WHAT TO PRODUCE: Nothing in the records may be left out or reworded; return them exactly.

DATA SHOWN:

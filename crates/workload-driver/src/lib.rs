//! Driver boundary and step runner for benchgen workloads.
//!
//! This crate connects resolved operations to whatever executes them:
//!
//! - [`Driver`] - The trait external database drivers implement
//! - [`WorkloadRunner`] - Per-client context running setup, iterations and teardown
//! - [`DryRunDriver`] - Logs operations instead of executing them
//! - [`RecordingDriver`] - Keeps decoded calls in memory for tests and previews
//!
//! # Architecture
//!
//! ```text
//! WorkloadRunner
//!    │  UnitInstance::resolve (workload-generator)
//!    ▼
//! ResolvedUnit / RowBatch ──► wire::encode ──► Driver::run_unit
//!                                          └─► Driver::insert_rows
//! ```
//!
//! # Example
//!
//! ```rust
//! use std::sync::Arc;
//! use workload_core::{GenerationRule, Query, Step, Workload};
//! use workload_driver::{RecordingDriver, RunnerOptions, WorkloadRunner};
//!
//! let mut workload = Workload::new("demo", 42).step(Step::new(
//!     "run",
//!     vec![Query::new("lookup", "SELECT * FROM item WHERE i_id = :id")
//!         .param("id", GenerationRule::int32_range(1, 100_000))
//!         .into()],
//! ));
//! workload.assign_ordinals();
//!
//! let driver = Arc::new(RecordingDriver::new());
//! let mut runner = WorkloadRunner::new(workload, driver.clone(), RunnerOptions::default()).unwrap();
//! tokio_test::block_on(async {
//!     runner.setup().await.unwrap();
//!     runner.iteration().await.unwrap();
//!     runner.teardown().await.unwrap();
//!     assert_eq!(driver.units().await.len(), 1);
//! });
//! ```

pub mod driver;
pub mod dry_run;
pub mod error;
pub mod recording;
pub mod runner;

// Re-exports for convenience
pub use driver::{builtin_driver, Driver, DriverStat, StepStatus};
pub use dry_run::{DryRunDriver, DryRunTotals};
pub use error::DriverError;
pub use recording::{Recorded, RecordingDriver};
pub use runner::{RunMetrics, RunnerOptions, StepReport, UnitOutcome, WorkloadRunner};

ANSWER BOX:
filename crates/workload-driver/src/lib.rs
//! Driver boundary and step runner for benchgen workloads.
//!
//! This crate connects resolved operations to whatever executes them:
//!
//! - [`Driver`] - The trait external database drivers implement
//! - [`WorkloadRunner`] - Per-client context running setup, iterations and teardown
//! - [`DryRunDriver`] - Logs operations instead of executing them
//! - [`RecordingDriver`] - Keeps decoded calls in memory for tests and previews
//!
//! # Architecture
//!
//! ```text
//! WorkloadRunner
//!    │  UnitInstance::resolve (workload-generator)
//!    ▼
//! ResolvedUnit / RowBatch ──► wire::encode ──► Driver::run_unit
//!                                          └─► Driver::insert_rows
//! ```
//!
//! # Example
//!
//! ```rust
//! use std::sync::Arc;
//! use workload_core::{GenerationRule, Query, Step, Workload};
//! use workload_driver::{RecordingDriver, RunnerOptions, WorkloadRunner};
//!
//! let mut workload = Workload::new("demo", 42).step(Step::new(
//!     "run",
//!     vec![Query::new("lookup", "SELECT * FROM item WHERE i_id = :id")
//!         .param("id", GenerationRule::int32_range(1, 100_000))
//!         .into()],
//! ));
//! workload.assign_ordinals();
//!
//! let driver = Arc::new(RecordingDriver::new());
//! let mut runner = WorkloadRunner::new(workload, driver.clone(), RunnerOptions::default()).unwrap();
//! tokio_test::block_on(async {
//!     runner.setup().await.unwrap();
//!     runner.iteration().await.unwrap();
//!     runner.teardown().await.unwrap();
//!     assert_eq!(driver.units().await.len(), 1);
//! });
//! ```

pub mod driver;
pub mod dry_run;
pub mod error;
pub mod recording;
pub mod runner;

// Re-exports for convenience
pub use driver::{builtin_driver, Driver, DriverStat, StepStatus};
pub use dry_run::{DryRunDriver, DryRunTotals};
pub use error::DriverError;
pub use recording::{Recorded, RecordingDriver};
pub use runner::{RunMetrics, RunnerOptions, StepReport, UnitOutcome, WorkloadRunner};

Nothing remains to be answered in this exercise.